By A.J. Mahari © 2005-2007



Why do many professionals still treat people with BPD as if they can't get better?

Patients with BPD teach their therapists to feel hopeless about them from the very first session. Often even in the first sentence is the message "You can't help me." This is often followed by evidence in the form of multiple previous failed therapies. The message has layers. "Everyone in my past has betrayed me. Why should you be different?" "I will take my revenge out on you for all these betrayals." "I am not worth helping." "I am too defective to ever be repaired."

Sometimes the message comes with threats and ultimatums. "I dare you to try to help me." "I'll give you a month and if I'm not better by then, I'll kill myself." Such deadlines are consistent with the borderline's difficulty seeing beyond the moment. While treatment can make vast differences in the lives of people with BPD, progress is measured in months and often years, not days or weeks.

The verbal messages are often backed up with actions: a history of multiple suicide attempts or signs of previous acts of self-injury. Such messages are daunting even to the most experienced of therapists. The more therapists try to reassure patients that there is hope, the more insistent become the messages that there is none. If messages of hopelessness are not conveyed in the first session, they inevitably come later. Some patients invest their therapists early in treatment with unrealistic powers to help and to heal and respond to disillusionment with redoubled hopelessness and anger.

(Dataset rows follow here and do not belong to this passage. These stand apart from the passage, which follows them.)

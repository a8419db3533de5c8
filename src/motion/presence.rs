use super::transition::Transition;
use std::collections::{HashMap, HashSet};
use std::hash::Hash;
use std::time::Duration;

/// How visible an animated item is on the current frame.
#[derive(Debug, Clone, Copy, PartialEq)]
pub enum Visibility {
    /// Waiting out an entrance delay; laid out but not drawn.
    Hidden,
    Entering(f32),
    Shown,
    Exiting(f32),
}

impl Visibility {
    pub fn opacity(&self) -> f32 {
        match *self {
            Visibility::Hidden => 0.0,
            Visibility::Entering(p) => p,
            Visibility::Shown => 1.0,
            Visibility::Exiting(p) => 1.0 - p,
        }
    }

    /// Signed slide amount in `-1.0..=1.0`: positive before settling in,
    /// negative while leaving, zero at rest.
    pub fn offset(&self) -> f32 {
        match *self {
            Visibility::Hidden => 1.0,
            Visibility::Entering(p) => 1.0 - p,
            Visibility::Shown => 0.0,
            Visibility::Exiting(p) => -p,
        }
    }
}

/// Enter and exit lengths for a presence wrapper.
#[derive(Debug, Clone, Copy, PartialEq)]
pub struct Timing {
    pub enter: Duration,
    pub exit: Duration,
}

impl Timing {
    pub const fn new(enter: Duration, exit: Duration) -> Self {
        Self { enter, exit }
    }

    pub const fn symmetric(duration: Duration) -> Self {
        Self::new(duration, duration)
    }

    /// Collapses both phases to zero length when animations are turned off.
    pub fn enabled(self, animations: bool) -> Self {
        if animations {
            self
        } else {
            Self::new(Duration::ZERO, Duration::ZERO)
        }
    }
}

#[derive(Debug, Clone)]
enum Phase<K> {
    Entering(Transition),
    Exiting { leaving: K, transition: Transition },
}

/// Keyed single-child presence in "wait" mode: when the key changes, the old
/// child finishes exiting before the new one starts entering, so two children
/// are never shown together.
#[derive(Debug, Clone)]
pub struct Presence<K> {
    current: K,
    phase: Option<Phase<K>>,
    timing: Timing,
}

impl<K: Clone + PartialEq> Presence<K> {
    /// Starts with `key` entering, like a child appearing on first mount.
    pub fn new(key: K, timing: Timing) -> Self {
        let mut presence = Self {
            current: key,
            phase: Some(Phase::Entering(Transition::new(timing.enter))),
            timing,
        };
        presence.settle();
        presence
    }

    pub fn key(&self) -> &K {
        &self.current
    }

    /// Retarget to `next`. Returns `false` when `next` is already the key.
    pub fn switch(&mut self, next: K) -> bool {
        if next == self.current {
            return false;
        }
        match self.phase.take() {
            Some(exiting @ Phase::Exiting { .. }) => {
                self.phase = Some(exiting);
                self.current = next;
            }
            _ => {
                let leaving = std::mem::replace(&mut self.current, next);
                self.phase = Some(Phase::Exiting {
                    leaving,
                    transition: Transition::new(self.timing.exit),
                });
            }
        }
        self.settle();
        true
    }

    pub fn advance(&mut self, dt: Duration) -> bool {
        let animating = match &mut self.phase {
            Some(Phase::Entering(t)) | Some(Phase::Exiting { transition: t, .. }) => {
                t.advance(dt);
                true
            }
            None => false,
        };
        self.settle();
        animating
    }

    pub fn is_animating(&self) -> bool {
        self.phase.is_some()
    }

    /// The child to draw this frame and how visible it is.
    pub fn visible(&self) -> (&K, Visibility) {
        match &self.phase {
            None => (&self.current, Visibility::Shown),
            Some(Phase::Entering(t)) => (&self.current, Visibility::Entering(t.progress())),
            Some(Phase::Exiting {
                leaving,
                transition,
            }) => (leaving, Visibility::Exiting(transition.progress())),
        }
    }

    fn settle(&mut self) {
        loop {
            let next = match &self.phase {
                Some(Phase::Exiting { transition, .. }) if transition.is_done() => {
                    Some(Phase::Entering(Transition::new(self.timing.enter)))
                }
                Some(Phase::Entering(t)) if t.is_done() => None,
                _ => break,
            };
            self.phase = next;
        }
    }
}

#[derive(Debug, Clone)]
enum Entry {
    Entering(Transition),
    Shown,
    Exiting(Transition),
}

/// Presence for a keyed set of children that may enter and leave
/// independently. Leaving children linger until their exit completes.
#[derive(Debug, Clone)]
pub struct ListPresence<K> {
    entries: HashMap<K, Entry>,
    timing: Timing,
}

impl<K: Clone + Eq + Hash> ListPresence<K> {
    pub fn new(initial: impl IntoIterator<Item = K>, timing: Timing) -> Self {
        let entries = initial
            .into_iter()
            .map(|k| (k, Entry::Entering(Transition::new(timing.enter))))
            .collect();
        let mut list = Self { entries, timing };
        list.settle();
        list
    }

    /// Reconcile with the current membership. Returns `true` if anything
    /// started entering or exiting.
    pub fn sync(&mut self, members: &[K]) -> bool {
        let wanted: HashSet<&K> = members.iter().collect();
        let mut changed = false;

        for key in members {
            if matches!(self.entries.get(key), None | Some(Entry::Exiting(_))) {
                self.entries
                    .insert(key.clone(), Entry::Entering(Transition::new(self.timing.enter)));
                changed = true;
            }
        }

        for (key, entry) in self.entries.iter_mut() {
            if !wanted.contains(key) && !matches!(entry, Entry::Exiting(_)) {
                *entry = Entry::Exiting(Transition::new(self.timing.exit));
                changed = true;
            }
        }

        self.settle();
        changed
    }

    pub fn advance(&mut self, dt: Duration) -> bool {
        let mut animating = false;
        for entry in self.entries.values_mut() {
            if let Entry::Entering(t) | Entry::Exiting(t) = entry {
                t.advance(dt);
                animating = true;
            }
        }
        self.settle();
        animating
    }

    pub fn is_animating(&self) -> bool {
        self.entries
            .values()
            .any(|e| !matches!(e, Entry::Shown))
    }

    /// `None` once a child has fully left.
    pub fn visibility(&self, key: &K) -> Option<Visibility> {
        self.entries.get(key).map(|entry| match entry {
            Entry::Entering(t) => Visibility::Entering(t.progress()),
            Entry::Shown => Visibility::Shown,
            Entry::Exiting(t) => Visibility::Exiting(t.progress()),
        })
    }

    fn settle(&mut self) {
        self.entries.retain(|_, e| !matches!(e, Entry::Exiting(t) if t.is_done()));
        for entry in self.entries.values_mut() {
            if matches!(entry, Entry::Entering(t) if t.is_done()) {
                *entry = Entry::Shown;
            }
        }
    }
}

#[cfg(test)]
mod tests {
    use super::*;

    const MS_300: Duration = Duration::from_millis(300);

    fn timing() -> Timing {
        Timing::symmetric(MS_300)
    }

    #[test]
    fn test_presence_waits_for_exit_before_enter() {
        let mut p = Presence::new("a", timing());
        p.advance(MS_300);
        assert_eq!(p.visible(), (&"a", Visibility::Shown));

        assert!(p.switch("b"));
        assert_eq!(p.key(), &"b");
        let (shown, vis) = p.visible();
        assert_eq!(*shown, "a");
        assert!(matches!(vis, Visibility::Exiting(_)));

        p.advance(MS_300);
        let (shown, vis) = p.visible();
        assert_eq!(*shown, "b");
        assert!(matches!(vis, Visibility::Entering(_)));

        p.advance(MS_300);
        assert_eq!(p.visible(), (&"b", Visibility::Shown));
        assert!(!p.is_animating());
    }

    #[test]
    fn test_presence_same_key_is_noop() {
        let mut p = Presence::new(1, timing());
        p.advance(MS_300);
        assert!(!p.switch(1));
        assert!(!p.is_animating());
    }

    #[test]
    fn test_presence_retarget_during_exit_keeps_single_child() {
        let mut p = Presence::new(0, timing());
        p.advance(MS_300);
        p.switch(1);
        p.switch(2);
        assert_eq!(*p.visible().0, 0);
        p.advance(MS_300);
        assert_eq!(*p.visible().0, 2);
    }

    #[test]
    fn test_presence_without_animation_switches_instantly() {
        let mut p = Presence::new("a", timing().enabled(false));
        assert!(!p.is_animating());
        p.switch("b");
        assert_eq!(p.visible(), (&"b", Visibility::Shown));
    }

    #[test]
    fn test_list_presence_enters_and_exits() {
        let mut list = ListPresence::new(["a", "b"], timing());
        list.advance(MS_300);
        assert_eq!(list.visibility(&"a"), Some(Visibility::Shown));

        assert!(list.sync(&["b", "c"]));
        assert!(matches!(list.visibility(&"a"), Some(Visibility::Exiting(_))));
        assert_eq!(list.visibility(&"b"), Some(Visibility::Shown));
        assert!(matches!(list.visibility(&"c"), Some(Visibility::Entering(_))));

        list.advance(MS_300);
        assert_eq!(list.visibility(&"a"), None);
        assert_eq!(list.visibility(&"c"), Some(Visibility::Shown));
        assert!(!list.is_animating());
    }

    #[test]
    fn test_list_presence_reentering_cancels_exit() {
        let mut list = ListPresence::new(["a"], timing().enabled(false));
        list.sync(&[]);
        assert_eq!(list.visibility(&"a"), None);
        assert!(list.sync(&["a"]));
        assert_eq!(list.visibility(&"a"), Some(Visibility::Shown));
    }

    #[test]
    fn test_visibility_opacity_and_offset() {
        assert_eq!(Visibility::Hidden.opacity(), 0.0);
        assert_eq!(Visibility::Shown.opacity(), 1.0);
        assert_eq!(Visibility::Shown.offset(), 0.0);
        assert!(Visibility::Exiting(0.5).offset() < 0.0);
        assert!(Visibility::Entering(0.5).offset() > 0.0);
    }
}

Many therapists find these messages too overwhelming to allow them to function effectively. The prophesies then become self-fulfilling. Either they refuse to provide treatment or the treatment soon fails. Even therapists who are experienced in treating BPD can only handle a limited number of such patients at one time. Therapists are not immune to anxiety in the face of threat. It is crucial for therapists to appreciate their limits for tolerating anxiety if they are to continue functioning effectively.

A related question is why therapists are so often reluctant to treat patients with BPD. The answer is risk, some real, some perceived. It is hard to hear the messages of hopelessness without at least entertaining the possibility that treatment could end in suicide. Even with the best of treatment, we cannot control outside relationships or external events, which can be unpredictable, sudden, and devastating. Learning to tolerate pain takes time. Early in treatment, the risk of reacting to painful events with impulsive, self-destructive behavior remains high.

The risk that the therapist undertakes in treating high-risk patients is complex. There is the risk of failure and all the second-guessing and soul-searching that follows. There is also the risk of losing someone with whom a relationship has formed that is meaningful to the therapist. Working with patients is not like working on cars. We develop regard. We become involved. There is a special intimacy about being allowed into the private emotional life of another human being. Part of that intimacy is caring about our patients' feelings and their lives.

There is also a concrete risk to the therapist's career. Suicide often results in litigation, even if the therapist has done everything possible to prevent it. There are special circumstances in treating patients with BPD that increase that risk. Such patients are often in conflict with many of the important people in their lives. They are particularly insistent that therapists refrain from contact with their significant others. This is often deeply resented by the other people in their lives, who may project much of their frustration onto the unseen therapist. They are angry about the therapist's unwillingness to talk with them, naive about the responsibility to maintain confidentiality.

When patients do commit suicide, many family members are primed to blame therapists, particularly if they have had little or no previous interaction with them. When people are feeling guilty about their own possible role in bringing about their loved one's death, they are even more likely to project blame onto the therapist. Anger is a common defense against guilt. Such situations are especially prone to result in lawsuits. When patients have been involved in abusive and exploitive relationships and commit suicide, the abuser may take the therapist as the next victim. Unscrupulous individuals may see such situations as an opportunity for profit.

Whether lawsuits are justified or not, the process can be long and blistering. Some have been known to go on for as long as ten years, leaving a cloud over the therapist's practice and life the whole time. They can end careers and destroy marriages. They can shake a young therapist's confidence and leave an older therapist retiring in defeat, even after a long and productive career. This is just some of the destruction suicide can leave in its path.

Both patients and therapists often live with the myth that therapists are supposed to be selfless when they deal with patients. It is true that therapists must not exploit their patients for personal gratification or gain. But it is unreasonable to expect that they would be willing to expose themselves to all manner of personal risk in the interest of treatment. That would be denying the humanity of therapists. And if we did not share the vulnerability of the human condition, we could not empathize with our patients and would indeed be powerless to help them.

Patients do have power to alleviate some of their therapists' concerns. Going into therapy with realistic expectations, and especially an understanding that therapy takes time, can be helpful. Refraining from challenges and ultimatums and being willing to set realistic short-term goals can also help. A willingness to include family members in the process in some way so that they do not feel completely excluded, can avoid the development of conflict around their treatment and make the process easier for everyone involved. This means going into therapy with an appreciation of shared responsibility for the outcome rather than expecting that the therapist is solely responsible for providing hope and relief.